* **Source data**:
//! Stub provider and executor shared by the orchestrator tests

use async_trait::async_trait;
use cadgen_ai::{ChatClient, ChatMessage, Completion, Context, Provider, RequestOptions, StopReason, Usage};
use parking_lot::Mutex;
use std::collections::VecDeque;
use std::sync::Arc;
use std::time::Duration;
use tokio::sync::Notify;
use tokio_util::sync::CancellationToken;

use crate::{
    client::ClientFactory,
    error::{PipelineError, Result},
    executor::{ExecOutcome, Executor},
    pipeline::{Pipeline, PipelineConfig},
    session::{ProviderSettings, Session},
};

pub const MINIMAL_PROGRAM: &str =
    "from build123d import *\nwith BuildPart() as part:\n    Box(10, 10, 10)";

pub fn fenced(code: &str) -> String {
    format!("Here is the model:\n```python\n{}\n```\n", code)
}

pub fn session_with_key() -> Session {
    let mut session = Session::new(Provider::Anthropic);
    session.set_api_key(Provider::Anthropic, "sk-test");
    session
}

pub fn pipeline_with(factory: ScriptedFactory, executor: StubExecutor) -> Pipeline {
    Pipeline::new(PipelineConfig::default(), Arc::new(factory), Arc::new(executor))
}

/// One recorded provider call
#[derive(Debug, Clone)]
pub struct Call {
    pub system_prompt: Option<String>,
    pub history: Vec<ChatMessage>,
    pub message: String,
}

/// Hands out clients that answer from a shared script
#[derive(Clone)]
pub struct ScriptedFactory {
    responses: Arc<Mutex<VecDeque<cadgen_ai::Result<String>>>>,
    calls: Arc<Mutex<Vec<Call>>>,
}

impl ScriptedFactory {
    pub fn new(responses: Vec<cadgen_ai::Result<String>>) -> Self {
        Self {
            responses: Arc::new(Mutex::new(responses.into())),
            calls: Arc::new(Mutex::new(Vec::new())),
        }
    }

    /// Every call answers with `text`
    pub fn repeating(text: &str, times: usize) -> Self {
        Self::new((0..times).map(|_| Ok(text.to_string())).collect())
    }

    pub fn calls(&self) -> Vec<Call> {
        self.calls.lock().clone()
    }
}

impl ClientFactory for ScriptedFactory {
    fn create(&self, provider: Provider, settings: &ProviderSettings) -> Result<Box<dyn ChatClient>> {
        Ok(Box::new(ScriptedClient {
            provider,
            model: settings.model.clone(),
            responses: self.responses.clone(),
            calls: self.calls.clone(),
        }))
    }
}

struct ScriptedClient {
    provider: Provider,
    model: String,
    responses: Arc<Mutex<VecDeque<cadgen_ai::Result<String>>>>,
    calls: Arc<Mutex<Vec<Call>>>,
}

#[async_trait]
impl ChatClient for ScriptedClient {
    fn provider(&self) -> Provider {
        self.provider
    }

    fn model(&self) -> &str {
        &self.model
    }

    async fn complete(&self, context: &Context, _options: &RequestOptions) -> cadgen_ai::Result<Completion> {
        let mut messages = context.messages.clone();
        let message = messages.pop().map(|m| m.content).unwrap_or_default();
        self.calls.lock().push(Call {
            system_prompt: context.system_prompt.clone(),
            history: messages,
            message,
        });

        let text = self
            .responses
            .lock()
            .pop_front()
            .unwrap_or_else(|| Err(cadgen_ai::Error::UnexpectedResponse("script exhausted".into())))?;
        Ok(Completion {
            text,
            stop_reason: StopReason::Stop,
            usage: Usage::default(),
        })
    }
}

/// Hands out clients whose calls never finish until the run is aborted
#[derive(Clone, Default)]
pub struct BlockingFactory {
    started: Arc<Notify>,
}

impl BlockingFactory {
    pub fn new() -> Self {
        Self::default()
    }

    /// Resolves once a call is in flight
    pub async fn started(&self) {
        self.started.notified().await;
    }
}

impl ClientFactory for BlockingFactory {
    fn create(&self, provider: Provider, settings: &ProviderSettings) -> Result<Box<dyn ChatClient>> {
        Ok(Box::new(BlockingClient {
            provider,
            model: settings.model.clone(),
            started: self.started.clone(),
        }))
    }
}

struct BlockingClient {
    provider: Provider,
    model: String,
    started: Arc<Notify>,
}

#[async_trait]
impl ChatClient for BlockingClient {
    fn provider(&self) -> Provider {
        self.provider
    }

    fn model(&self) -> &str {
        &self.model
    }

    async fn complete(&self, _context: &Context, _options: &RequestOptions) -> cadgen_ai::Result<Completion> {
        self.started.notify_one();
        std::future::pending().await
    }
}

/// Executor that answers from a script and records what it was given.
/// Once the script runs out every program succeeds.
#[derive(Clone)]
pub struct StubExecutor {
    results: Arc<Mutex<VecDeque<Result<()>>>>,
    programs: Arc<Mutex<Vec<String>>>,
}

impl StubExecutor {
    pub fn always_ok() -> Self {
        Self::scripted(vec![])
    }

    pub fn scripted(results: Vec<Result<()>>) -> Self {
        Self {
            results: Arc::new(Mutex::new(results.into())),
            programs: Arc::new(Mutex::new(Vec::new())),
        }
    }

    /// Fails with a runtime error `failures` times, then succeeds
    pub fn failing(failures: usize) -> Self {
        Self::scripted(
            (1..=failures)
                .map(|n| Err(PipelineError::Runtime(format!("Traceback\nValueError: failure {}", n))))
                .collect(),
        )
    }

    pub fn programs(&self) -> Vec<String> {
        self.programs.lock().clone()
    }
}

#[async_trait]
impl Executor for StubExecutor {
    async fn execute(&self, code: &str, cancel: CancellationToken) -> Result<ExecOutcome> {
        if cancel.is_cancelled() {
            return Err(PipelineError::Cancelled);
        }
        self.programs.lock().push(code.to_string());
        let scripted = self.results.lock().pop_front().unwrap_or(Ok(()));
        scripted.map(|_| ExecOutcome {
            result_type: "Part".to_string(),
            output: String::new(),
            duration: Duration::ZERO,
        })
    }
}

* **Task statement**:
The required answer is each line of the entries containing the string "StopReason".

* **Answer box**:
use cadgen_ai::{ChatClient, ChatMessage, Completion, Context, Provider, RequestOptions, StopReason, Usage};
            stop_reason: StopReason::Stop,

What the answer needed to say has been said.